Growth in cases in Colorado and nationwide is being driven by new subvariants of omicron, which have gained prominence in the past two months. More have been identified and are leading to case increases in California and elsewhere.

It’s those subvariants – or any entirely new variant – that could change Colorado’s fortunes. Despite the recent uptick, the state’s numbers are still below previous surges – including last spring’s – and are a fraction of what they were in December, January and parts of February. Glen Mays, also of the public health school, said there’s “no indication that we are heading toward ’emergency’ levels of severe disease that will threaten to overwhelm our medical and public health systems.”

“This is likely due to high levels of immunity in the Colorado population,” he continued.

That immunity won’t last forever, Mays said, and the state needs to “be planning for a robust re-vaccination effort and for improving access to test-and-treat strategies across the state.”

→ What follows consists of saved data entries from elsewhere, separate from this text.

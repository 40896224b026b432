// SPDX-License-Identifier: MIT OR Apache-2.0
//! HTTP control plane: parses an esm.sh-style request path into a
//! [`BuildDescriptor`], submits it to a shared [`BuildQueue`], and streams
//! back the finished artifact or a JSON error body.
#![deny(unsafe_code)]
#![warn(missing_docs)]

use axum::{
    extract::{Path as AxPath, State},
    http::{header, StatusCode},
    response::{IntoResponse, Response},
    routing::get,
    Json, Router,
};
use cdn_bundler::SimpleJsBundler;
use cdn_config::BuildServiceConfig;
use cdn_core::{BuildDescriptor, Package, Target};
use cdn_error::{CdnError, CdnErrorDto, ErrorKind};
use cdn_orchestrator::{BuildResult, BuildTask};
use cdn_queue::BuildQueue;
use cdn_store::FsStore;
use serde_json::json;
use std::sync::Arc;
use std::time::Duration;
use tracing::{info, warn};

/// The only queue/task shape this daemon serves: one bundler implementation,
/// shared across every request.
pub type DaemonQueue = BuildQueue<BuildResult, BuildTask<SimpleJsBundler>>;

/// Shared daemon state.
#[derive(Clone)]
pub struct AppState {
    /// The build-coalescing queue every request is submitted to.
    pub queue: Arc<DaemonQueue>,
    /// Where finished artifacts live, for reading back after a build
    /// completes (or was already cached).
    pub fs: Arc<dyn FsStore>,
    /// Effective runtime configuration (pins, timeouts, build version).
    pub config: BuildServiceConfig,
}

/// A JSON-bodied API error, mirroring [`CdnErrorDto`] with an HTTP status.
#[derive(Debug)]
pub struct ApiError {
    status: StatusCode,
    dto: CdnErrorDto,
}

impl ApiError {
    fn from_cdn_error(err: CdnError) -> Self {
        let status = match err.kind {
            ErrorKind::Invalid => StatusCode::BAD_REQUEST,
            ErrorKind::PackageNotFound => StatusCode::NOT_FOUND,
            ErrorKind::Transient => StatusCode::BAD_GATEWAY,
            ErrorKind::UnresolvedExternal | ErrorKind::BuildFailed | ErrorKind::Fatal => StatusCode::INTERNAL_SERVER_ERROR,
            ErrorKind::Timeout => StatusCode::GATEWAY_TIMEOUT,
        };
        Self { status, dto: CdnErrorDto::from(&err) }
    }

    fn bad_request(message: impl Into<String>) -> Self {
        Self { status: StatusCode::BAD_REQUEST, dto: CdnErrorDto::from(&CdnError::new(ErrorKind::Invalid, "router", message)) }
    }
}

impl IntoResponse for ApiError {
    fn into_response(self) -> Response {
        (self.status, Json(self.dto)).into_response()
    }
}

/// Build the Axum router serving every daemon route.
#[must_use]
pub fn build_app(state: Arc<AppState>) -> Router {
    Router::new()
        .route("/health", get(cmd_health))
        .route("/{*path}", get(cmd_build))
        .with_state(state)
}

async fn cmd_health() -> impl IntoResponse {
    Json(json!({
        "status": "ok",
        "build_version": cdn_core::constants::VERSION,
        "time_unix_ignored": "daemon does not stamp wall-clock time at rest",
    }))
}

async fn cmd_build(AxPath(path): AxPath<String>, State(state): State<Arc<AppState>>) -> Result<Response, ApiError> {
    let pins = state.config.pins.as_map();
    let (package, target, alias, deps) = parse_request_path(&path, &pins).map_err(ApiError::bad_request)?;

    let mut descriptor = BuildDescriptor::new(package, state.config.build_version, target);
    descriptor.alias = alias;
    descriptor.deps = deps;
    let descriptor = descriptor.canonicalize();
    info!(target: "cdn.daemon", pkg = %descriptor.package, build_target = %target, "routing build request");

    let consumer = state.queue.add(descriptor, path.clone()).await;
    let timeout = Duration::from_secs(state.config.consumer_timeout_secs);
    let result = consumer.wait_with_timeout(timeout).await.map_err(ApiError::from_cdn_error)?;

    let bytes = state.fs.read_file(&result.artifact_path).await.map_err(ApiError::from_cdn_error)?;

    let content_type = if target == Target::Types {
        "application/typescript; charset=utf-8"
    } else {
        "application/javascript; charset=utf-8"
    };

    Ok((
        [(header::CONTENT_TYPE, content_type), (header::CACHE_CONTROL, "public, max-age=31536000, immutable")],
        bytes,
    )
        .into_response())
}

/// Splits an esm.sh-style request path into its `(Package, Target)`,
/// decoding an embedded `X-`-prefixed alias+deps segment into the returned
/// descriptor fields when present.
///
/// Grammar (§3 of the URL layout): an optional leading `v{buildVersion}`
/// segment, the package name+version+submodule segments, an optional
/// `X-<base64>` alias/deps segment, a build-target segment, and any
/// remaining submodule segments. Every segment that is neither the version
/// prefix, the alias segment, nor a valid [`Target`] is treated as part of
/// the package pathname, in the order it appears.
fn parse_request_path(
    path: &str,
    pins: &std::collections::BTreeMap<String, String>,
) -> Result<(Package, Target, std::collections::BTreeMap<String, String>, cdn_core::DepsSet), String> {
    let segments: Vec<&str> = path.trim_matches('/').split('/').filter(|s| !s.is_empty()).collect();
    if segments.is_empty() {
        return Err("empty request path".to_string());
    }

    let mut pkg_segments: Vec<&str> = Vec::new();
    let mut alias_segment: Option<&str> = None;
    let mut target: Option<Target> = None;

    for (i, seg) in segments.iter().enumerate() {
        if i == 0 && is_version_prefix(seg) {
            continue;
        }
        if target.is_none() && seg.starts_with(cdn_core::codec::PREFIX) {
            alias_segment = Some(seg);
            continue;
        }
        if target.is_none() {
            if let Ok(t) = seg.parse::<Target>() {
                target = Some(t);
                continue;
            }
        }
        pkg_segments.push(seg);
    }

    let target = target.ok_or_else(|| "request path is missing a build target segment".to_string())?;
    let pkg_pathname = pkg_segments.join("/");
    let package = Package::parse(&pkg_pathname, pins).map_err(|e| e.to_string())?;

    let (alias, deps) = match alias_segment {
        Some(segment) => match cdn_core::decode(segment) {
            Ok(decoded) => decoded,
            Err(e) => {
                warn!(target: "cdn.daemon", segment, error = %e, "ignoring malformed alias/deps segment");
                (std::collections::BTreeMap::new(), cdn_core::DepsSet::new())
            }
        },
        None => (std::collections::BTreeMap::new(), cdn_core::DepsSet::new()),
    };

    Ok((package, target, alias, deps))
}

fn is_version_prefix(segment: &str) -> bool {
    segment.len() > 1 && segment.starts_with('v') && segment[1..].chars().all(|c| c.is_ascii_digit())
}

#[cfg(test)]
mod tests {
    use super::*;
    use std::collections::BTreeMap;

    #[test]
    fn parses_plain_package_and_target() {
        let (pkg, target, _, _) = parse_request_path("/react@18.2.0/es2022/react.js", &BTreeMap::new()).unwrap();
        assert_eq!(pkg.name, "react");
        assert_eq!(pkg.version, "18.2.0");
        assert_eq!(target, Target::Es2022);
    }

    #[test]
    fn strips_leading_build_version_segment() {
        let (pkg, target, _, _) = parse_request_path("/v136/left-pad@1.3.0/es2022", &BTreeMap::new()).unwrap();
        assert_eq!(pkg.name, "left-pad");
        assert_eq!(target, Target::Es2022);
    }

    #[test]
    fn keeps_submodule_segments_after_target() {
        let (pkg, target, _, _) = parse_request_path("/@scope/pkg@1.0.0/es2022/sub/path.js", &BTreeMap::new()).unwrap();
        assert_eq!(pkg.name, "@scope/pkg");
        assert_eq!(pkg.submodule, "sub/path");
        assert_eq!(target, Target::Es2022);
    }

    #[test]
    fn tolerates_an_alias_deps_segment() {
        let mut deps = cdn_core::DepsSet::new();
        deps.insert(cdn_core::Package { name: "react".to_string(), version: "18.2.0".to_string(), submodule: String::new() });
        let alias: BTreeMap<String, String> = BTreeMap::new();
        let segment = cdn_core::encode(&alias, &deps);
        let path = format!("/react-dom@18.2.0/{segment}/es2022/react-dom.js");
        let (pkg, target, decoded_alias, decoded_deps) = parse_request_path(&path, &BTreeMap::new()).unwrap();
        assert_eq!(pkg.name, "react-dom");
        assert_eq!(target, Target::Es2022);
        assert!(decoded_alias.is_empty());
        assert_eq!(decoded_deps.get("react").map(|p| p.version.as_str()), Some("18.2.0"));
    }

    #[test]
    fn missing_target_is_rejected() {
        let err = parse_request_path("/react@18.2.0", &BTreeMap::new()).unwrap_err();
        assert!(err.contains("build target"));
    }
}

Last month, a team of doctors from across the state met to discuss updating Colorado’s crisis standards of care, the emergency guidance that can be activated by the state to govern how hospitals should use scarce resources should they face an overwhelming crush of patients. 

The work is being undertaken to address some biases in the standards and have them ready for any eventuality, but it’s also part of preparation for any potential COVID-19 surge that may come in the fall or early winter, as happened in late 2020 and late 2021.

While the changes have not yet been finalized, providers last month discussed giving the state the option to only partially activate the standards. That could mean the state would activate the entirety of the standards and give hospitals the choice of which to use – like those governing staffing, which allow for looser per-patient staffing ratios; or for emergency departments, which would give them flexibility to admit some patients and refer others to treatment. It could also mean the state only activates one of those for the entire state.

Those changes will be considered and voted upon this month.

People wait to receive a COVID test Jan. 18, 2022, at the UCHealth Parkside collection site drive-thru in Colorado Springs.